Search the entries below for the word "single", then copy each line in which it is found.

-- Stored data --
=== Begin Enclosure ===

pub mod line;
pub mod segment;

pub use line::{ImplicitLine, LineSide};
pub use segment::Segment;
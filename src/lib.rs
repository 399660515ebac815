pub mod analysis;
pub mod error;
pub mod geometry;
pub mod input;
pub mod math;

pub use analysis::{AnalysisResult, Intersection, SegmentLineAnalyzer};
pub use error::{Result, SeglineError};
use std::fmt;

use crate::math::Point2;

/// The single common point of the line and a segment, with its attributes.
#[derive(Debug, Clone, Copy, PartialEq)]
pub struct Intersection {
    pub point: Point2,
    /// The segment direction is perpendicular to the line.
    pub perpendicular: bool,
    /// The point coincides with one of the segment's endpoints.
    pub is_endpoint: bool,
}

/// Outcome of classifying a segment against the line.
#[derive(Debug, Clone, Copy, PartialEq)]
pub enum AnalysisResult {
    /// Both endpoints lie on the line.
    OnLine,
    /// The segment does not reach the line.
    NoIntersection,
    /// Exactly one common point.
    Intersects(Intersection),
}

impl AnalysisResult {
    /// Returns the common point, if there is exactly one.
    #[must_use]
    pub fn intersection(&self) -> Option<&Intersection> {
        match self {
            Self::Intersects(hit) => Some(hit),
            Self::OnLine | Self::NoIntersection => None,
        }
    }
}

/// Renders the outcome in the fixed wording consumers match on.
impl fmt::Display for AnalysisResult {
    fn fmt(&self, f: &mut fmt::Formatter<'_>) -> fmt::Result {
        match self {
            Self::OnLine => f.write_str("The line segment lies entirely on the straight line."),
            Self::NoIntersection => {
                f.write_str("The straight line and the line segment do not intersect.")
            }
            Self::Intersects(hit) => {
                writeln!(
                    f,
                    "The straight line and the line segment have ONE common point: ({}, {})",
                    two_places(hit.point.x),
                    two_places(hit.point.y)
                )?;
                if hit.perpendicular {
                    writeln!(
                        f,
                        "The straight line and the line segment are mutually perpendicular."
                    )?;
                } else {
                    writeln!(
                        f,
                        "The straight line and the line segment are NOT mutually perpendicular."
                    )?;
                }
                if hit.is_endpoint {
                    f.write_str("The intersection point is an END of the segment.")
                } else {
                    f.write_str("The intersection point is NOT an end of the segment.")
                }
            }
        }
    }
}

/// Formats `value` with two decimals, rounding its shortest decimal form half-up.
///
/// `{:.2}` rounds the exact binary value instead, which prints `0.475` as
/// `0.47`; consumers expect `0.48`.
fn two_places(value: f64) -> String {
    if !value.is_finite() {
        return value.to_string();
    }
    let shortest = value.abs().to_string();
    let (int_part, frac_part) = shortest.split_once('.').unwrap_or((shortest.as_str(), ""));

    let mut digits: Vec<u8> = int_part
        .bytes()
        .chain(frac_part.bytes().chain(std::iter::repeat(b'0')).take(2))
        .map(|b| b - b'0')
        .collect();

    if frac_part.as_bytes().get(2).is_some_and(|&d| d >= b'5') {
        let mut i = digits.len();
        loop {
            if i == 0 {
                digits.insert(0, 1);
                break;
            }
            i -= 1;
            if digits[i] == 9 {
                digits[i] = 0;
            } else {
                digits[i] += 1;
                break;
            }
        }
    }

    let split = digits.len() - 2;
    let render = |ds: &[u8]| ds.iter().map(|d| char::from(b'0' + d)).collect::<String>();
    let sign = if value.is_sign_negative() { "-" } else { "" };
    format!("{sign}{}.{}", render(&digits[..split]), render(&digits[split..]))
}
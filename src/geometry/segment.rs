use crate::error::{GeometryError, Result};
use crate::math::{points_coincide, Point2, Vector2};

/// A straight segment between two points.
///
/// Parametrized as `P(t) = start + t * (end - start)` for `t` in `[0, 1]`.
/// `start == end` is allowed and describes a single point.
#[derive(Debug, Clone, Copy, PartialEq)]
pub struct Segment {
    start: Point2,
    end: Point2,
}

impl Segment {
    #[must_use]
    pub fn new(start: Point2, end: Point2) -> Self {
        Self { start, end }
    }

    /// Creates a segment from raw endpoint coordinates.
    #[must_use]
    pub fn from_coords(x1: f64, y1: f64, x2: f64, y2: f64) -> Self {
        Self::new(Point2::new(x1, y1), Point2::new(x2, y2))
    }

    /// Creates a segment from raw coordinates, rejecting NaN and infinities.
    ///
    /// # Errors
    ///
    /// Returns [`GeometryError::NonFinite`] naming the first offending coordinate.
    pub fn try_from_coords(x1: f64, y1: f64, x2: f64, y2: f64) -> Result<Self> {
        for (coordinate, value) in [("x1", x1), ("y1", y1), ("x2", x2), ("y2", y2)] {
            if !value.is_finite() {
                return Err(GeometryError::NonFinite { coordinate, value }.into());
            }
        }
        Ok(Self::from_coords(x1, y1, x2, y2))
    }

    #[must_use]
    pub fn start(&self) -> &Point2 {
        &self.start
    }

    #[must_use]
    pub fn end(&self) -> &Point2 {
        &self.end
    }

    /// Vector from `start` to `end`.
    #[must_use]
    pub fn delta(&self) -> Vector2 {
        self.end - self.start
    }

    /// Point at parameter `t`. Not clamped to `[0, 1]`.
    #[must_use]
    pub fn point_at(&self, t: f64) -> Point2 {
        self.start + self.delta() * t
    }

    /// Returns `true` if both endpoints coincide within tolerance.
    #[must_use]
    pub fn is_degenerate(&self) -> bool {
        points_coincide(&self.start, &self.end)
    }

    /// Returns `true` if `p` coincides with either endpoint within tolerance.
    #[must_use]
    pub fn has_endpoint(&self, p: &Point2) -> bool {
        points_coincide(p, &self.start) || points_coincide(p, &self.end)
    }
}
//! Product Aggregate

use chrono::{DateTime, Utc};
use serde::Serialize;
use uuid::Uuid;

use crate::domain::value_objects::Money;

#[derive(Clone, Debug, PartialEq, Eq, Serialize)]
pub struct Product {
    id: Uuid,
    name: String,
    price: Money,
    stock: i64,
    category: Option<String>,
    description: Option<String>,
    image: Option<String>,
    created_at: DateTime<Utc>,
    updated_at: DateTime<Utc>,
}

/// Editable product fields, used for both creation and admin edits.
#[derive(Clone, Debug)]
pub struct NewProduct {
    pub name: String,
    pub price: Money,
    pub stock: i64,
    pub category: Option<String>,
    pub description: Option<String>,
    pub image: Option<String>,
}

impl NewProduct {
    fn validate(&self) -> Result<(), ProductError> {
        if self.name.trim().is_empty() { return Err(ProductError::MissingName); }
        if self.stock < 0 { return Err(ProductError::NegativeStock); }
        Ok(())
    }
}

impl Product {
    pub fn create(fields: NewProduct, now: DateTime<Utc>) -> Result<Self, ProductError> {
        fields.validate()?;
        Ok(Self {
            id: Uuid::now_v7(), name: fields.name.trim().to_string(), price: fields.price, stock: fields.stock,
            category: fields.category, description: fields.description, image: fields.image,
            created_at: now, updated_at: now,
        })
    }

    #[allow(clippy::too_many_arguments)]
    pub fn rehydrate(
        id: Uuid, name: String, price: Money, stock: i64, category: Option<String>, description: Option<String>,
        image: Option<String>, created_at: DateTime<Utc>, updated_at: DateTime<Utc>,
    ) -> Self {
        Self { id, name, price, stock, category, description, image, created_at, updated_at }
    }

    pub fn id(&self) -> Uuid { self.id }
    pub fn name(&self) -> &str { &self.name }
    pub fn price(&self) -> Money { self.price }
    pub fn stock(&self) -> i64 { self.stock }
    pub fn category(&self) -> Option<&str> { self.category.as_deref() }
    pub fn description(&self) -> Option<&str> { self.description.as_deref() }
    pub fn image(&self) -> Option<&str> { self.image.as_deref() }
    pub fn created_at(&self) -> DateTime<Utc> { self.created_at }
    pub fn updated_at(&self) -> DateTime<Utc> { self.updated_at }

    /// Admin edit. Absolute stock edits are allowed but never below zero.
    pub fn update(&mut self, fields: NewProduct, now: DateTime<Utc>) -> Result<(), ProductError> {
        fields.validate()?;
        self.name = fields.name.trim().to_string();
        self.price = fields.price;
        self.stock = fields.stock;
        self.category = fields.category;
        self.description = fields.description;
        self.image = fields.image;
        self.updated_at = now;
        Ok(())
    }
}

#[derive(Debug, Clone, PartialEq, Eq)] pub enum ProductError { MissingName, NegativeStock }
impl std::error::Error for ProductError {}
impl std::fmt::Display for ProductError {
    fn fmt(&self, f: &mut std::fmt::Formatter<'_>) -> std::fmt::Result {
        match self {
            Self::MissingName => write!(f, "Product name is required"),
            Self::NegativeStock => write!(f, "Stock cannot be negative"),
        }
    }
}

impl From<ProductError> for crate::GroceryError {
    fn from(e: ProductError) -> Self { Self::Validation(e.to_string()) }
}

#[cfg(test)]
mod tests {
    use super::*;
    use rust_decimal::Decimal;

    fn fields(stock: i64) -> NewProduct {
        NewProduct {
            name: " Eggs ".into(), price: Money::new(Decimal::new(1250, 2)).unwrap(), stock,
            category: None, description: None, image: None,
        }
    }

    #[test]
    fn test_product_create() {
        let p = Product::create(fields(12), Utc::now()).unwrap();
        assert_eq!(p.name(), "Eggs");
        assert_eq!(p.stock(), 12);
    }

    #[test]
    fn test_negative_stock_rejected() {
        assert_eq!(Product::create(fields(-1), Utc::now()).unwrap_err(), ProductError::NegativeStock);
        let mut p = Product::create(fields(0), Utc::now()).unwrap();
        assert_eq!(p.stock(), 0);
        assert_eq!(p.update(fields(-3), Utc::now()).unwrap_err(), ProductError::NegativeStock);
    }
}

=== End Enclosure ===

-- Output of the exercise --
/// The single common point of the line and a segment, with its attributes.
/// `start == end` is allowed and describes a single point.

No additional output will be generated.